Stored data
####################
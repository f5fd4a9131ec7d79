// aquabulk/core/src/lib.rs

//! Aquabulk: order-fulfillment core of a wholesale bottled-water marketplace.
//!
//! Sellers restock listings, buyers fill carts, and the transaction engine
//! turns purchases and checkouts into orders without ever overselling:
//!  - every reservation happens under the listing's row lock, inside one
//!    atomic unit of work that commits or rolls back as a whole;
//!  - order records are append-only and priced at reservation time;
//!  - storage is injected as an `Arc<dyn MarketStore>` (PostgreSQL or in-memory).
//!
//! The `flow` module is a small step-pipeline runner the service layer uses
//! to compose each request (capability check first, then the operation).

pub mod access;
pub mod accounts;
pub mod cart;
pub mod engine;
pub mod error;
pub mod flow;
pub mod inventory;
pub mod market;
pub mod model;
pub mod orders;
pub mod store;

// --- Re-exports for the Public API ---

pub use crate::access::Principal;
pub use crate::accounts::AccountDirectory;
pub use crate::cart::CartStore;
pub use crate::engine::{CheckoutReceipt, TransactionEngine};
pub use crate::error::{FlowError, FlowResult, MarketError, MarketResult};
pub use crate::flow::{Flow, FlowContext, FlowOutcome, FlowRegistry, StepControl};
pub use crate::inventory::{InventoryLedger, Reservation};
pub use crate::market::Market;
pub use crate::model::{
  AvailableListing, BuyerOrderView, CartLine, CartLineView, Listing, Order, Role, SellerOrderView, User,
};
pub use crate::orders::OrderLedger;
pub use crate::store::{MarketStore, MemoryStore, PostgresStore, UnitOfWork, DEFAULT_LOCK_WAIT};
####################
**Task to carry out**
In full and without alteration, reproduce the records above.

**Answer section**
repository f5fd4a9131ec7d79
// aquabulk/core/src/lib.rs

//! Aquabulk: order-fulfillment core of a wholesale bottled-water marketplace.
//!
//! Sellers restock listings, buyers fill carts, and the transaction engine
//! turns purchases and checkouts into orders without ever overselling:
//!  - every reservation happens under the listing's row lock, inside one
//!    atomic unit of work that commits or rolls back as a whole;
//!  - order records are append-only and priced at reservation time;
//!  - storage is injected as an `Arc<dyn MarketStore>` (PostgreSQL or in-memory).
//!
//! The `flow` module is a small step-pipeline runner the service layer uses
//! to compose each request (capability check first, then the operation).

pub mod access;
pub mod accounts;
pub mod cart;
pub mod engine;
pub mod error;
pub mod flow;
pub mod inventory;
pub mod market;
pub mod model;
pub mod orders;
pub mod store;

// --- Re-exports for the Public API ---

pub use crate::access::Principal;
pub use crate::accounts::AccountDirectory;
pub use crate::cart::CartStore;
pub use crate::engine::{CheckoutReceipt, TransactionEngine};
pub use crate::error::{FlowError, FlowResult, MarketError, MarketResult};
pub use crate::flow::{Flow, FlowContext, FlowOutcome, FlowRegistry, StepControl};
pub use crate::inventory::{InventoryLedger, Reservation};
pub use crate::market::Market;
pub use crate::model::{
  AvailableListing, BuyerOrderView, CartLine, CartLineView, Listing, Order, Role, SellerOrderView, User,
};
pub use crate::orders::OrderLedger;
pub use crate::store::{MarketStore, MemoryStore, PostgresStore, UnitOfWork, DEFAULT_LOCK_WAIT};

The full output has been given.